Much has been made of the fact that the purchase decision was bipartisan, meaning that those of us unhappy about what’s happening, that’s the capture of our decision makers’ psyche by the military/industrial complex ideology, have little chance of slowing, stopping or changing the direction of this juggernaut.
I weep.
The pragmatists, I know, will look at me, shake their heads, look knowingly to their friends and mutter something about this poor fellow has taken leave of his senses and so is unable to see that threats to our safety and security are afoot everywhere, sometimes in darkness, but often in plain view.
Upfront, I thoroughly dislike the idea of committing our nation to an idea of buying our way into a frightfully expensive club based on the premise that the world will be a better place if the members equip themselves with fantastically destructive weapons and so chose violence, or some sort of barbarity as their first response.
And so what do the people of Shepparton think of emptying the nation’s coffers to join this cadre of nations who see all the problems of the world as a nail and so the bigger the hammer, the better.
Obviously, I was unable check with everyone in Shepparton and Mooroopna, but I did manage to talk with about 30 people.
That task got off to slow start as my first candidate, a young man in his late teens, knew nothing of the AUKUS (Australia, United Kingdom and United States) deal.
As expected, the responses were mixed, ranging from enthusiastic support for the idea to an equal damning of the thought that Australians, for generations to come, were committed to funding a questionable addition to the nation’s military might.
By chance, I stumbled upon a piece from “Pearls and Irritations” in which a research fellow in Asian Studies from the School of Humanities and Social Sciences at La Trobe University, Greg Bailey, noted that the AUKUS submarine deal diverted our thinking from the real issue that is the climate crisis, biodiversity loss and economic inequality.

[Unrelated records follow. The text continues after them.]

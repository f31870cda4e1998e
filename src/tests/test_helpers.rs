//! Shared fixtures for orchestration tests
//!
//! - Executors wired to collecting sinks
//! - `RecordingIntent` that logs every lifecycle call into a shared journal
//! - `ScriptedIntent` that emits an arbitrary status script

use crate::ledger::{LedgerError, StatusSender, Subscription, TransactionIntent};
use crate::orchestrator::{
    CollectingNotifier, CollectingRelay, SingleFlightGuard, StatusChange, TransactionExecutor,
    TransactionState,
};
use async_trait::async_trait;
use parking_lot::Mutex;
use std::sync::Arc;

pub type Journal = Arc<Mutex<Vec<&'static str>>>;

pub fn journal() -> Journal {
    Arc::new(Mutex::new(Vec::new()))
}

/// Executor plus the sinks it reports to
pub struct Harness {
    pub executor: TransactionExecutor,
    pub notifier: Arc<CollectingNotifier>,
    pub relay: Arc<CollectingRelay>,
}

impl Harness {
    pub fn new(surface: &str) -> Self {
        let notifier = Arc::new(CollectingNotifier::new());
        let relay = Arc::new(CollectingRelay::new());
        let executor = TransactionExecutor::new(
            Arc::new(SingleFlightGuard::new(surface)),
            notifier.clone(),
            relay.clone(),
        );
        Self {
            executor,
            notifier,
            relay,
        }
    }

    pub fn with_refresh(mut self, journal: &Journal) -> Self {
        let journal = journal.clone();
        self.executor = self
            .executor
            .with_refresh_hook(move || journal.lock().push("refresh"));
        self
    }
}

/// Intent that emits `script` synchronously from `run` and journals every call
pub struct ScriptedIntent {
    script: Vec<StatusChange>,
    journal: Journal,
    sink: Option<StatusSender>,
    panic_on_run: bool,
}

impl ScriptedIntent {
    pub fn new(script: Vec<(TransactionState, TransactionState)>, journal: &Journal) -> Self {
        Self {
            script: script
                .into_iter()
                .map(|(previous, new)| {
                    StatusChange::new(previous, new, format!("{previous}->{new}"))
                })
                .collect(),
            journal: journal.clone(),
            sink: None,
            panic_on_run: false,
        }
    }

    /// `Unknown → Running → Succeeded`
    pub fn succeeding(journal: &Journal) -> Self {
        use TransactionState::*;
        Self::new(vec![(Unknown, Running), (Running, Succeeded)], journal)
    }

    pub fn panicking(journal: &Journal) -> Self {
        let mut intent = Self::new(Vec::new(), journal);
        intent.panic_on_run = true;
        intent
    }
}

#[async_trait]
impl TransactionIntent for ScriptedIntent {
    fn label(&self) -> String {
        "scripted".to_string()
    }

    fn subscribe(&mut self, sink: StatusSender) -> Subscription {
        self.journal.lock().push("subscribe");
        self.sink = Some(sink);
        let journal = self.journal.clone();
        Subscription::new("scripted", move || journal.lock().push("unsubscribe"))
    }

    async fn run(&mut self) -> Result<(), LedgerError> {
        self.journal.lock().push("run");
        if self.panic_on_run {
            panic!("signer unavailable");
        }
        // The sink is dropped with the script so the stream closes afterwards
        if let Some(sink) = self.sink.take() {
            for change in self.script.drain(..) {
                sink.emit(change);
            }
        }
        Ok(())
    }
}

Mr Bailey suggested that years before the submarines were delivered climate change may have ravaged the world much more savagely than any putative war between China and America, and brought about massive refugee flows caused by climate wars.
And that would produce a confrontation with millions of people, way beyond the capacities of our expensive, and in this case, near useless nuclear-powered submarines.
Many in Greater Shepparton, I suspect, are unsure about the reasoning behind the AUKUS decision, just as the experts appear to be.
And emphasising why we should have spent those billions on combatting and adapting to the deteriorating weather system was discussed just recently in the Melbourne Age.
Penny Sackett and Chris Barrie said in an option piece and referring to the submarines and imagined war with China: “It distracts us from the real climate conflict, the unwinnable war that humans have waged (first in ignorance, but now knowingly) on the Earth. This is the climate war that threatens our lives and livelihoods, the one we must swiftly and unilaterally end. Nature will not negotiate.”
How about less whopping and hollering, back-slapping and chest-beating, about matters of little consequence, replacing them with a focus on issues, such as the climate crisis, that truly threaten Australians.